Le taux d’inflation officiel de la Turquie ralentit en mars, mais un indicateur indépendant montre une hausse
Le taux d’inflation annuel de la Turquie a ralenti à 30,87 % en mars contre 31,53 % en février selon les données officielles, mais un indicateur indépendant du Groupe de recherche sur l’inflation (ENAG) indique que l’inflation a plutôt augmenté à 54,62 % contre 54,14 %, divergant non seulement dans l’ampleur de la hausse des prix mais aussi dans sa direction.
Les prix à la consommation ont augmenté de 1,94 % sur un mois, selon les données publiées vendredi par l’Institut statistique turc (TurkStat), l’agence publique des statistiques.
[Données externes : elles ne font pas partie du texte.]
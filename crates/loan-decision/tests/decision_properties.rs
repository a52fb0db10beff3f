//! Property checks for the decision engine through its public API.
//!
//! Applicants are placed into segments through a validator that accepts any identifier,
//! so each case controls the credit modifier directly via a single-segment table.

use std::sync::Arc;

use chrono::NaiveDate;
use loan_decision::decision::{
    best_offer, CreditModifier, DecisionEngine, DecisionError, DecisionRequest,
    IdentifierValidator, LendingPolicy, LoanBounds, Segment, SegmentTable,
};
use proptest::prelude::*;

#[derive(Debug, Clone, Copy)]
struct AcceptAll;

impl IdentifierValidator for AcceptAll {
    fn is_valid(&self, _identifier: &str) -> bool {
        true
    }
}

fn today() -> NaiveDate {
    NaiveDate::from_ymd_opt(2025, 6, 1).expect("valid date")
}

fn engine_for(modifier: i64) -> DecisionEngine<AcceptAll> {
    let policy = LendingPolicy {
        bounds: LoanBounds::standard(),
        segments: SegmentTable {
            key_digits: 1,
            segments: vec![Segment::new("flat", 0, 10, modifier)],
        },
        age_limits: None,
    };
    policy.validate().expect("generated policy is valid");
    DecisionEngine::with_validator(Arc::new(policy), AcceptAll)
}

fn scenario(modifier: i64, amount: i64, period: i32) -> Result<(i64, i32), DecisionError> {
    engine_for(modifier)
        .evaluate_on(&DecisionRequest::new("applicant-0", amount, period), today())
        .map(|decision| (decision.loan_amount, decision.loan_period))
}

#[test]
fn documented_scenarios() {
    assert_eq!(scenario(1000, 4000, 12), Ok((10_000, 12)));
    assert_eq!(scenario(100, 4000, 12), Ok((2000, 20)));
    assert_eq!(scenario(0, 4000, 12), Err(DecisionError::NoValidLoan));
    assert_eq!(scenario(300, 1999, 12), Err(DecisionError::InvalidAmount));
    assert_eq!(scenario(300, 9000, 12), Ok((3600, 12)));
}

proptest! {
    #[test]
    fn approvals_stay_within_bounds(
        modifier in 1i64..2_000,
        amount in 2_000i64..=10_000,
        period in 12i32..=60,
    ) {
        let bounds = LoanBounds::standard();
        if let Ok((approved_amount, approved_period)) = scenario(modifier, amount, period) {
            prop_assert!(bounds.contains_amount(approved_amount));
            prop_assert!(approved_period >= period);
            prop_assert!(approved_period <= bounds.max_period);
            prop_assert!(approved_amount <= modifier * i64::from(approved_period));
        }
    }

    #[test]
    fn limit_never_shrinks_with_longer_periods(
        modifier in 0i64..2_000,
        period in 12i32..60,
    ) {
        let bounds = LoanBounds::standard();
        let modifier = CreditModifier(modifier);
        prop_assert!(
            bounds.max_approvable(modifier, period) <= bounds.max_approvable(modifier, period + 1)
        );
    }

    #[test]
    fn longer_request_never_lowers_the_offer(
        modifier in 1i64..2_000,
        period in 12i32..60,
    ) {
        let bounds = LoanBounds::standard();
        let modifier = CreditModifier(modifier);
        let shorter = best_offer(&bounds, modifier, period).map(|offer| offer.loan_amount);
        let longer = best_offer(&bounds, modifier, period + 1).map(|offer| offer.loan_amount);
        if let (Some(shorter), Some(longer)) = (shorter, longer) {
            prop_assert!(longer >= shorter);
        }
    }

    #[test]
    fn offered_period_is_the_shortest_feasible_one(
        modifier in 1i64..2_000,
        period in 12i32..=60,
    ) {
        let bounds = LoanBounds::standard();
        let modifier = CreditModifier(modifier);
        let closed_form = {
            let needed = (bounds.min_amount + modifier.0 - 1) / modifier.0;
            let needed = i32::try_from(needed).unwrap_or(i32::MAX).max(period);
            (needed <= bounds.max_period).then_some(needed)
        };
        prop_assert_eq!(
            best_offer(&bounds, modifier, period).map(|offer| offer.loan_period),
            closed_form
        );
    }

    #[test]
    fn debt_segment_never_gets_a_loan(
        amount in 2_000i64..=10_000,
        period in 12i32..=60,
    ) {
        prop_assert_eq!(scenario(0, amount, period), Err(DecisionError::NoValidLoan));
    }

    #[test]
    fn evaluation_is_deterministic(
        modifier in 0i64..2_000,
        amount in 0i64..12_000,
        period in 0i32..70,
    ) {
        prop_assert_eq!(scenario(modifier, amount, period), scenario(modifier, amount, period));
    }
}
L’ENAG, un groupe indépendant d’économistes, a déclaré que les prix à la consommation ont augmenté de 4,10 % en mars par rapport au mois précédent.
Ce qui rend les données de mars notables, c’est que les chiffres de TurkStat et ENAG pointaient dans des directions différentes à un moment où les coûts énergétiques subissaient de nouvelles pressions en raison de la guerre en Iran. Les prix du pétrole ont bondi en mars alors que le conflit secouait les marchés mondiaux et suscitait des inquiétudes quant aux perturbations d’approvisionnement, une évolution susceptible d’ajouter aux risques inflationnistes pour les importateurs d’énergie comme la Turquie.
Un sondage Reuters avait prévu une inflation mensuelle de 2,32 % et une inflation annuelle de 31,4 %, ce qui signifie que le chiffre officiel de mars est inférieur aux attentes.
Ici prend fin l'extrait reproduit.